> [Source data]:
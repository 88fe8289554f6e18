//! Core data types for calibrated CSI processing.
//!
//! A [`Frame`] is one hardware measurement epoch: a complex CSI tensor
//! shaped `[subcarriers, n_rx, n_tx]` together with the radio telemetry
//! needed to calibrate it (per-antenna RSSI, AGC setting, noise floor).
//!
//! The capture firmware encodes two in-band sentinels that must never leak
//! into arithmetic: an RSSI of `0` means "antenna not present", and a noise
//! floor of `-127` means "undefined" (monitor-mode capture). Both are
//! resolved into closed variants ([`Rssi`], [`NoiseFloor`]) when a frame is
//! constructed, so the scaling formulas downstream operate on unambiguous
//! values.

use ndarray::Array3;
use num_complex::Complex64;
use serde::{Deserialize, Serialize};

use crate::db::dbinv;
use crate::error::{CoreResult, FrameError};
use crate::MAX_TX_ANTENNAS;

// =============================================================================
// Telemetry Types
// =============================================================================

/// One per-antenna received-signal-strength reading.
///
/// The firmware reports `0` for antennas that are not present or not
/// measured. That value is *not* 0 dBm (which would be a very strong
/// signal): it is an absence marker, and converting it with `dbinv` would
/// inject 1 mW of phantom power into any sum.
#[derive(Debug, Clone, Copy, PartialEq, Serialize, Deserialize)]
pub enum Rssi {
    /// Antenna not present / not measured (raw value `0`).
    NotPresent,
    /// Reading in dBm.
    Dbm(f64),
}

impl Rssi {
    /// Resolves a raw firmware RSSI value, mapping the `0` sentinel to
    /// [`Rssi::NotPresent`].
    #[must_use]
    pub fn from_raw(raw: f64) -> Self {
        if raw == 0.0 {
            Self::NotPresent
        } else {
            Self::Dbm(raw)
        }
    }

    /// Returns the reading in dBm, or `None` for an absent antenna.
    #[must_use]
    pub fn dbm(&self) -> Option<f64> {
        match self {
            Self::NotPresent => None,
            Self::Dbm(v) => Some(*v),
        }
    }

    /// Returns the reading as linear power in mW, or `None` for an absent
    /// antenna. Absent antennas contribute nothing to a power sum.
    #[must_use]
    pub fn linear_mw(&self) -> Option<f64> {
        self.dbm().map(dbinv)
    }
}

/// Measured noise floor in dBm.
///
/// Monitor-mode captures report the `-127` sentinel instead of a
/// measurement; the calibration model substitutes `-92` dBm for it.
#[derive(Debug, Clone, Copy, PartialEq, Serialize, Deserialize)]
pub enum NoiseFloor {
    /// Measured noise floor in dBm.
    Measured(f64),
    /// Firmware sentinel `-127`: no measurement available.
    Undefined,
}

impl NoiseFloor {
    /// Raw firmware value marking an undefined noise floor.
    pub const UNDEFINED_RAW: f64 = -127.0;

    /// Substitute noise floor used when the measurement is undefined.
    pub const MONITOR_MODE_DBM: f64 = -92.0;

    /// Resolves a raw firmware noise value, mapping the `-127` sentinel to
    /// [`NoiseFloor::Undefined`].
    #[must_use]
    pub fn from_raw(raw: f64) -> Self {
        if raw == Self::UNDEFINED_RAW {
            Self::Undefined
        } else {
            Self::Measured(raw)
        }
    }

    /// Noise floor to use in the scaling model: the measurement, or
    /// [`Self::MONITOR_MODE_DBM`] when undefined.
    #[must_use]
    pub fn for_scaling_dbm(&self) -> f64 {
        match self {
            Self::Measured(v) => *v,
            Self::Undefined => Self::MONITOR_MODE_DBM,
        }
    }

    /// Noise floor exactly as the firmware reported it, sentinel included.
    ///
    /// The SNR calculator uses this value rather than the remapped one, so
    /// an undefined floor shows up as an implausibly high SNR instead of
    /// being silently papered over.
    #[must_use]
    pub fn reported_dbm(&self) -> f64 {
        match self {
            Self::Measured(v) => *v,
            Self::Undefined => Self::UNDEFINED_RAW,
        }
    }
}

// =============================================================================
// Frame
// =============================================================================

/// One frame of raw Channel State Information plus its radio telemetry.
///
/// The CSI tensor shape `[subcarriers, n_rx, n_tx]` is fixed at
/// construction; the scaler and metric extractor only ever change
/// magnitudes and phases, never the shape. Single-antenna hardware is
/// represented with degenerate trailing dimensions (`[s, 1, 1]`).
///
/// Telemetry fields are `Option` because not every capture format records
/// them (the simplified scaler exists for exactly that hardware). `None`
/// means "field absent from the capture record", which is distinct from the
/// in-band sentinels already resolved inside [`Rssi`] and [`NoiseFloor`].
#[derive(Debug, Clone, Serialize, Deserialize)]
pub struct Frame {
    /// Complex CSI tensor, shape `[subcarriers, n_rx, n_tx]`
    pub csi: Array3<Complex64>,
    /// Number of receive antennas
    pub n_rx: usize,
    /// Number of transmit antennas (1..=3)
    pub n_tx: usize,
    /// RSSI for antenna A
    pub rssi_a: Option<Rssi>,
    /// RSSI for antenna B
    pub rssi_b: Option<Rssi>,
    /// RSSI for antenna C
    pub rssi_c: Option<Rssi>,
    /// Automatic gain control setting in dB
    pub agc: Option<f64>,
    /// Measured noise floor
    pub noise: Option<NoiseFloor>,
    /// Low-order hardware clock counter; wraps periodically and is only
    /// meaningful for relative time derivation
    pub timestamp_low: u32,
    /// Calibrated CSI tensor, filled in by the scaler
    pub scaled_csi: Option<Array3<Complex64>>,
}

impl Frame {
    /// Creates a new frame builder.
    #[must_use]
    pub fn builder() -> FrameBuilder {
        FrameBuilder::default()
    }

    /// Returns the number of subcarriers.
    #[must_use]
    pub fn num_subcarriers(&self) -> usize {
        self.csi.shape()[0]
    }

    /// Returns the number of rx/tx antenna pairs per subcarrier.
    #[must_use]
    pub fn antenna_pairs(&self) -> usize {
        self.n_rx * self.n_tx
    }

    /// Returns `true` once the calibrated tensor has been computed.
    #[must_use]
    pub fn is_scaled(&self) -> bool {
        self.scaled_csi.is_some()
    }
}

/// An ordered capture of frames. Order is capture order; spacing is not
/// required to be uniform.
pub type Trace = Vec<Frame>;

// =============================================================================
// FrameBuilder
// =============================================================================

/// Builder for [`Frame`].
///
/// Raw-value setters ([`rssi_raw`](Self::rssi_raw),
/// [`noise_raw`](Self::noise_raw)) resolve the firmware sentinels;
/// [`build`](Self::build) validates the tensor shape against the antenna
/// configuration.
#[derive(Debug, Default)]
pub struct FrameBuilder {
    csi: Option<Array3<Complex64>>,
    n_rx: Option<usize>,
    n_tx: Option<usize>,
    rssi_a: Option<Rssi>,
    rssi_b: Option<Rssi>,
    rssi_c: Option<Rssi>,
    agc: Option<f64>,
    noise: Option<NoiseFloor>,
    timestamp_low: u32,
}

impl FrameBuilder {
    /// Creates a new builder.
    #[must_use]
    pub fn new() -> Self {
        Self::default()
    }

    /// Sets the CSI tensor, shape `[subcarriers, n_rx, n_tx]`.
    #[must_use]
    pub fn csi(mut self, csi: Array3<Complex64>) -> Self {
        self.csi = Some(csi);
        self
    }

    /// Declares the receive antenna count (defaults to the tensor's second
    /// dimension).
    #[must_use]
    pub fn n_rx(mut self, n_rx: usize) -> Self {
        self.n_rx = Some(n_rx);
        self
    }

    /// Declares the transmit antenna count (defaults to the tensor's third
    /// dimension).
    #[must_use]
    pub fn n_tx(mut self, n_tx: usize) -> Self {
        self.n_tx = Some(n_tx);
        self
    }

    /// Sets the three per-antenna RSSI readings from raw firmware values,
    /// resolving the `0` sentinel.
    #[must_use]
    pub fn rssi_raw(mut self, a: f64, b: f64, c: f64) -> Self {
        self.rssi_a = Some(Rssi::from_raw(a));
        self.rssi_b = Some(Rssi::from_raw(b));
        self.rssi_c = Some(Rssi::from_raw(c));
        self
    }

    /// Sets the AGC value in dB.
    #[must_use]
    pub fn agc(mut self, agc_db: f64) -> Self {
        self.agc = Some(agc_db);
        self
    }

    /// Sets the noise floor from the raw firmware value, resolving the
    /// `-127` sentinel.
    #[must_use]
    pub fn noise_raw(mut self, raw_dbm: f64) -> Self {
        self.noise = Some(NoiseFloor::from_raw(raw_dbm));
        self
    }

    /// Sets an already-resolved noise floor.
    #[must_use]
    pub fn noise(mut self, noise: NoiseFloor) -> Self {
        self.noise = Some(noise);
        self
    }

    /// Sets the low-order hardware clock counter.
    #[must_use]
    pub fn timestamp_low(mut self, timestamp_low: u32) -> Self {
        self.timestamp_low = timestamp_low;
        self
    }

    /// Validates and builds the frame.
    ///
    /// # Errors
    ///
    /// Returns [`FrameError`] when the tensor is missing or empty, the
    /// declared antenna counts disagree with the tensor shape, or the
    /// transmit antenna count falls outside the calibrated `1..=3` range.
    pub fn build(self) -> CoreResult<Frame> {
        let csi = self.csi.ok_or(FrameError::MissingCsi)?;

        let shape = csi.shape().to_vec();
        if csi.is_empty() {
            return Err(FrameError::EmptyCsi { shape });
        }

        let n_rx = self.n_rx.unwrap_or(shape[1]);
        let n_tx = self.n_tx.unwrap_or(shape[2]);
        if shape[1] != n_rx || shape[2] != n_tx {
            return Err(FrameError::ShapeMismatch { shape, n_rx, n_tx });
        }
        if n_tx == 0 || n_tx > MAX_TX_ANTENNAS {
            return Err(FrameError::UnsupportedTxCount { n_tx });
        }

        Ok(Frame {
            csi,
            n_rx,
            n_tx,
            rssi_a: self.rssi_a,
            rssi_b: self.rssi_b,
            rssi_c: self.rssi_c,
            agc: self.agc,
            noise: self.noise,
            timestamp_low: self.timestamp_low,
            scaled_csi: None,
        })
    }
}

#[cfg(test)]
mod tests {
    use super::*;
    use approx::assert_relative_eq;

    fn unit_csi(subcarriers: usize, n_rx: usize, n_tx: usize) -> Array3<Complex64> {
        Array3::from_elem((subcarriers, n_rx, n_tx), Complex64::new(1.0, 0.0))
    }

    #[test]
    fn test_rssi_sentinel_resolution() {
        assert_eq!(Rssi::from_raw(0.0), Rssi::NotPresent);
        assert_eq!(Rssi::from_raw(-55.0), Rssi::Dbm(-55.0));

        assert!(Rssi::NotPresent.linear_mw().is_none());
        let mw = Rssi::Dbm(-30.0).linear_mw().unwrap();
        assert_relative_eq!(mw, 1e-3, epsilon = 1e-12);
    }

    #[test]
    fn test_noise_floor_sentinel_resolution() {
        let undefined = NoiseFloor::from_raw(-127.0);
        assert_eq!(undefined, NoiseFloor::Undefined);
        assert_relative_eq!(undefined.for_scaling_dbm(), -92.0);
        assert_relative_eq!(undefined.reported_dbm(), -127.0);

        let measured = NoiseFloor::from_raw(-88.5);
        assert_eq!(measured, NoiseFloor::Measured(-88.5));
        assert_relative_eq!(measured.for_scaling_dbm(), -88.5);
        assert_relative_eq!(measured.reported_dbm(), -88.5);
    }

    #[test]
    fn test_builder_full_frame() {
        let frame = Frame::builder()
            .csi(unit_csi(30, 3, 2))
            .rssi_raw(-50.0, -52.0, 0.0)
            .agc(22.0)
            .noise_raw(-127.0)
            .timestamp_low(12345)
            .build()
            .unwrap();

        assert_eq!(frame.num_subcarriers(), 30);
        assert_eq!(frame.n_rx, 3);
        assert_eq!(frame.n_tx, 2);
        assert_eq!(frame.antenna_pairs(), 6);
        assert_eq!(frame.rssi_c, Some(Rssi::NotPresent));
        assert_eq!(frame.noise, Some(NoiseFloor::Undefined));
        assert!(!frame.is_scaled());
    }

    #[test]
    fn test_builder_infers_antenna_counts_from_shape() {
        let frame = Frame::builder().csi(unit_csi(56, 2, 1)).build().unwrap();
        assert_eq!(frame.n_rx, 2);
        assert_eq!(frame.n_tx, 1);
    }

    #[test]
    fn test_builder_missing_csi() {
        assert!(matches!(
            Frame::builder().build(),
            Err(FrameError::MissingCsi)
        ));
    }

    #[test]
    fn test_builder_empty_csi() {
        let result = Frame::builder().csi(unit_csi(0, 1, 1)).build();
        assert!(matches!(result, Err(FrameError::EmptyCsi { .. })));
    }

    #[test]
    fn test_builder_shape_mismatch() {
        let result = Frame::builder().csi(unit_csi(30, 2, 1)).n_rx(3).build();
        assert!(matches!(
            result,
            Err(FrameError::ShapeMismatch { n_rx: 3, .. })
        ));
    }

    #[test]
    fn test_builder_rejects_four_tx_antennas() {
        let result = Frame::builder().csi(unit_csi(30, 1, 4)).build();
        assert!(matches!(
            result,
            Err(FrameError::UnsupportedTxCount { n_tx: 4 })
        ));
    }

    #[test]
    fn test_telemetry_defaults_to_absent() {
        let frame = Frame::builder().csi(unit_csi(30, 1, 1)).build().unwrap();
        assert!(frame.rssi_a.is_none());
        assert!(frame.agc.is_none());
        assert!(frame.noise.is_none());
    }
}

> [Directions for this task]:
The lines of the data, from the first through the one containing "if raw == 0.0", are to be transcribed exactly.

> [Result of this exercise]:
repository 88fe8289554f6e18
//! Core data types for calibrated CSI processing.
//!
//! A [`Frame`] is one hardware measurement epoch: a complex CSI tensor
//! shaped `[subcarriers, n_rx, n_tx]` together with the radio telemetry
//! needed to calibrate it (per-antenna RSSI, AGC setting, noise floor).
//!
//! The capture firmware encodes two in-band sentinels that must never leak
//! into arithmetic: an RSSI of `0` means "antenna not present", and a noise
//! floor of `-127` means "undefined" (monitor-mode capture). Both are
//! resolved into closed variants ([`Rssi`], [`NoiseFloor`]) when a frame is
//! constructed, so the scaling formulas downstream operate on unambiguous
//! values.

use ndarray::Array3;
use num_complex::Complex64;
use serde::{Deserialize, Serialize};

use crate::db::dbinv;
use crate::error::{CoreResult, FrameError};
use crate::MAX_TX_ANTENNAS;

// =============================================================================
// Telemetry Types
// =============================================================================

/// One per-antenna received-signal-strength reading.
///
/// The firmware reports `0` for antennas that are not present or not
/// measured. That value is *not* 0 dBm (which would be a very strong
/// signal): it is an absence marker, and converting it with `dbinv` would
/// inject 1 mW of phantom power into any sum.
#[derive(Debug, Clone, Copy, PartialEq, Serialize, Deserialize)]
pub enum Rssi {
    /// Antenna not present / not measured (raw value `0`).
    NotPresent,
    /// Reading in dBm.
    Dbm(f64),
}

impl Rssi {
    /// Resolves a raw firmware RSSI value, mapping the `0` sentinel to
    /// [`Rssi::NotPresent`].
    #[must_use]
    pub fn from_raw(raw: f64) -> Self {
        if raw == 0.0 {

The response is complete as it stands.